Methods for Transforming Data to Normal Distribution

Last updated on Jul 23, 2022 26 min read R, Statistics

Introduction
Dealing with the positive skewness
Dealing with the negative skewness
Conclusion

Introduction

Before we get deep into transforming skewed data, let’s quickly talk around the normal distribution and skewness coefficient, or have a look at my previous post to have a detailed insight on different types of distribution of data here.

The normal distribution is a statistical concept that denotes the probability distribution of data which has a bell-shaped curve. That is, the normal distribution is symmetrical on both sides where mean, median, and mode are equal. The skewness coefficient of a normal distribution is 0 that can be used as a reference to measure the extent and direction of deviation of the distribution of a given data from the normal distribution.

A positively skewed data has a skewness of greater than 0, whereas the negatively skewed data has a skewness of lower than 0. In other words, the data points tend to concentrate around the lower values in a positively skewed data and the mean is greater than the median, where the opposite is true in a negatively skewed data.

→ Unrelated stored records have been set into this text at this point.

use crate::app::state::{AppState, SuggestionPanel};
use crate::components::footer::Footer;
use crate::components::header::Header;
use crate::components::results::ResultsView;
use crate::components::search_panel::SearchPanel;
use crate::components::suggestions::SuggestionsPanel;
use crate::theme::Theme;

use ratatui::{
    buffer::Buffer,
    layout::{Constraint, Direction, Layout, Rect},
    widgets::Widget,
    Frame,
};

/// Fixed heights of the page sections, in terminal rows. The scroll target
/// is derived from these, so they are constants rather than measurements.
pub const SEARCH_PANEL_HEIGHT: u16 = 7;
pub const CHIP_PANEL_EXPANDED_HEIGHT: u16 = 6;
pub const CHIP_PANEL_COLLAPSED_HEIGHT: u16 = 1;

#[must_use]
pub fn chip_panel_height(state: &AppState, panel: SuggestionPanel) -> u16 {
    if state.suggestions.is_visible(panel) {
        CHIP_PANEL_EXPANDED_HEIGHT
    } else {
        CHIP_PANEL_COLLAPSED_HEIGHT
    }
}

/// Page row where the results region begins; the scroll animation eases the
/// page offset toward this value to bring results into view.
#[must_use]
pub fn results_top(state: &AppState) -> u16 {
    SEARCH_PANEL_HEIGHT
        + chip_panel_height(state, SuggestionPanel::Questions)
        + chip_panel_height(state, SuggestionPanel::Keywords)
}

pub struct AppLayout {
    pub header: Rect,
    pub body: Rect,
    pub footer: Rect,
}

#[must_use]
pub fn get_layout(area: Rect) -> AppLayout {
    let rows = Layout::default()
        .direction(Direction::Vertical)
        .constraints([
            Constraint::Length(1), // Header
            Constraint::Min(0),    // Body (scrollable page)
            Constraint::Length(1), // Footer
        ])
        .split(area);
    AppLayout {
        header: rows[0],
        body: rows[1],
        footer: rows[2],
    }
}

pub fn draw(f: &mut Frame, app_state: &mut AppState, theme: &Theme) {
    if f.area().width == 0 || f.area().height == 0 {
        return;
    }

    let layout = get_layout(f.area());

    if layout.header.height > 0 {
        f.render_widget(
            Header {
                state: app_state,
                theme,
            },
            layout.header,
        );
    }

    if layout.body.height > 0 {
        render_page(f, app_state, theme, layout.body);
    }

    if layout.footer.height > 0 {
        f.render_widget(
            Footer {
                state: app_state,
                theme,
            },
            layout.footer,
        );
    }
}

/// The body is a virtual page taller than the viewport: search panel, the
/// two chip panels, then a viewport-sized results region. It renders into an
/// off-screen buffer and blits the `page_scroll` window, which is what makes
/// the row-by-row smooth scroll possible.
fn render_page(f: &mut Frame, app_state: &AppState, theme: &Theme, area: Rect) {
    let top = results_top(app_state);
    let page_height = top + area.height;
    let mut page = Buffer::empty(Rect::new(0, 0, area.width, page_height));

    SearchPanel {
        state: app_state,
        theme,
    }
    .render(Rect::new(0, 0, area.width, SEARCH_PANEL_HEIGHT), &mut page);

    let mut y = SEARCH_PANEL_HEIGHT;
    for panel in [SuggestionPanel::Questions, SuggestionPanel::Keywords] {
        let height = chip_panel_height(app_state, panel);
        SuggestionsPanel {
            panel,
            state: app_state,
            theme,
        }
        .render(Rect::new(0, y, area.width, height), &mut page);
        y += height;
    }

    ResultsView {
        state: app_state,
        theme,
    }
    .render(Rect::new(0, top, area.width, area.height), &mut page);

    let offset = app_state.page_scroll.min(top);
    for row in 0..area.height {
        for col in 0..area.width {
            if let Some(src) = page.cell((col, row + offset)) {
                if let Some(dst) = f.buffer_mut().cell_mut((area.x + col, area.y + row)) {
                    *dst = src.clone();
                }
            }
        }
    }
}

#[cfg(test)]
mod tests {
    use super::*;

    #[test]
    fn results_top_tracks_panel_visibility() {
        let mut state = AppState::default();
        // Both panels expanded (pristine state).
        assert_eq!(
            results_top(&state),
            SEARCH_PANEL_HEIGHT + 2 * CHIP_PANEL_EXPANDED_HEIGHT
        );

        state.suggestions.collapse_all();
        assert_eq!(
            results_top(&state),
            SEARCH_PANEL_HEIGHT + 2 * CHIP_PANEL_COLLAPSED_HEIGHT
        );

        state.suggestions.toggle(SuggestionPanel::Keywords);
        assert_eq!(
            results_top(&state),
            SEARCH_PANEL_HEIGHT + CHIP_PANEL_COLLAPSED_HEIGHT + CHIP_PANEL_EXPANDED_HEIGHT
        );
    }

    #[test]
    fn layout_reserves_header_and_footer_rows() {
        let layout = get_layout(Rect::new(0, 0, 80, 24));
        assert_eq!(layout.header.height, 1);
        assert_eq!(layout.body.height, 22);
        assert_eq!(layout.footer.height, 1);
    }
}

Oftentimes the real-life data do not follow the normal distribution which undermines the validity of the parametric statistical models and inferences. Thus, some sort of modification is needed. That is where the data transformation comes in to make the distribution of the data as normal as possible so that the statistical inferences drawn from the data become more valid by reducing the skewness of the original data.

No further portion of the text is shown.